We now present the shared risk group model that we construct to represent a typical IP network. We divide the model into hardware-related risks and software risks. Note that this model is not exhaustive, and can be expanded to incorporate, for example, additional software protocols.

2.2.1 Hardware-related SRLGs

Fiber: At the lowest level, a single optical fiber carries multiple wavelengths using DWDM. One or more IP links are carried on a given wavelength. All wavelengths that propagate through a fiber form an SRLG with the fiber being the risk element. A single fiber cut can simultaneously induce faults on all of the IP links that ride over that fiber.

Fiber span: In practice, a set of fibers are carried together through a cable. A set of cables are laid out in a conduit. A cut (from, e.g., a backhoe) can simultaneously fail all links carried through the conduit. These set of circuits that ride through the conduit form the fiber span SRLG.

SONET network elements: In practice SONET network elements such as optical amplifiers, add-drop multiplexors etc., are shared across multiple wavelengths (that represent the circuits). For example, an optical amplifier amplifies all the wavelengths simultaneously - hence a problem in the optical amplifier can potentially disrupt all associated wavelengths. We collectively group these elements together into the SONET network elements group.

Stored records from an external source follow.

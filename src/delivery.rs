//! A message delivered to a worker and the capability to resolve it.

use async_trait::async_trait;
use lapin::{
    acker::Acker,
    options::{BasicAckOptions, BasicNackOptions, BasicRejectOptions},
    types::FieldTable,
    BasicProperties,
};
use std::fmt;
use std::sync::Arc;

/// Settles a single delivery with the broker.
#[async_trait]
pub trait Acknowledger: Send + Sync {
    async fn ack(&self, options: BasicAckOptions) -> Result<(), lapin::Error>;

    async fn nack(&self, options: BasicNackOptions) -> Result<(), lapin::Error>;

    async fn reject(&self, options: BasicRejectOptions) -> Result<(), lapin::Error>;
}

#[async_trait]
impl Acknowledger for Acker {
    async fn ack(&self, options: BasicAckOptions) -> Result<(), lapin::Error> {
        Acker::ack(self, options).await
    }

    async fn nack(&self, options: BasicNackOptions) -> Result<(), lapin::Error> {
        Acker::nack(self, options).await
    }

    async fn reject(&self, options: BasicRejectOptions) -> Result<(), lapin::Error> {
        Acker::reject(self, options).await
    }
}

/// A message received from a queue subscription.
///
/// Every settle method acts on this delivery only; `multiple` is never set.
pub struct Delivery {
    pub delivery_tag: u64,
    pub exchange: String,
    pub routing_key: String,
    pub redelivered: bool,
    pub properties: BasicProperties,
    pub data: Vec<u8>,
    acker: Arc<dyn Acknowledger>,
}

impl Delivery {
    pub fn new(delivery_tag: u64, data: Vec<u8>, acker: Arc<dyn Acknowledger>) -> Self {
        Self {
            delivery_tag,
            exchange: String::new(),
            routing_key: String::new(),
            redelivered: false,
            properties: BasicProperties::default(),
            data,
            acker,
        }
    }

    pub fn with_routing_key(mut self, routing_key: impl Into<String>) -> Self {
        self.routing_key = routing_key.into();
        self
    }

    pub fn with_properties(mut self, properties: BasicProperties) -> Self {
        self.properties = properties;
        self
    }

    pub fn headers(&self) -> Option<&FieldTable> {
        self.properties.headers().as_ref()
    }

    pub async fn ack(&self) -> Result<(), lapin::Error> {
        self.acker.ack(BasicAckOptions { multiple: false }).await
    }

    pub async fn nack(&self, requeue: bool) -> Result<(), lapin::Error> {
        self.acker
            .nack(BasicNackOptions { multiple: false, requeue })
            .await
    }

    pub async fn reject(&self, requeue: bool) -> Result<(), lapin::Error> {
        self.acker.reject(BasicRejectOptions { requeue }).await
    }
}

impl From<lapin::message::Delivery> for Delivery {
    fn from(delivery: lapin::message::Delivery) -> Self {
        Self {
            delivery_tag: delivery.delivery_tag,
            exchange: delivery.exchange.as_str().to_string(),
            routing_key: delivery.routing_key.as_str().to_string(),
            redelivered: delivery.redelivered,
            properties: delivery.properties,
            data: delivery.data,
            acker: Arc::new(delivery.acker),
        }
    }
}

impl fmt::Debug for Delivery {
    fn fmt(&self, f: &mut fmt::Formatter<'_>) -> fmt::Result {
        f.debug_struct("Delivery")
            .field("delivery_tag", &self.delivery_tag)
            .field("exchange", &self.exchange)
            .field("routing_key", &self.routing_key)
            .field("redelivered", &self.redelivered)
            .field("len", &self.data.len())
            .finish()
    }
}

Router modules: A router is usually composed of a set of modules, each of which can terminate one or more IP links. A module-related SRLG denotes all of the IP links terminating on the given module, as these would all be subject to failure should the module die.

Router: A router typically terminates a significant number of IP links, all of which would likely be impacted by a router failure (either software or hardware). Hence, all of the IP links terminating on a given router collectively belong to a given router SRLG.

Ports: An individual link can also fail due to the failure of a single port on the router (impacting only the one link), or through other failure modes that impact only the single link. Thus, we also include Port SRLGs in our model. Port SRLGs however are singleton sets consisting of only one circuit. However, we add them in our risk model in order to be able to explain single link failure.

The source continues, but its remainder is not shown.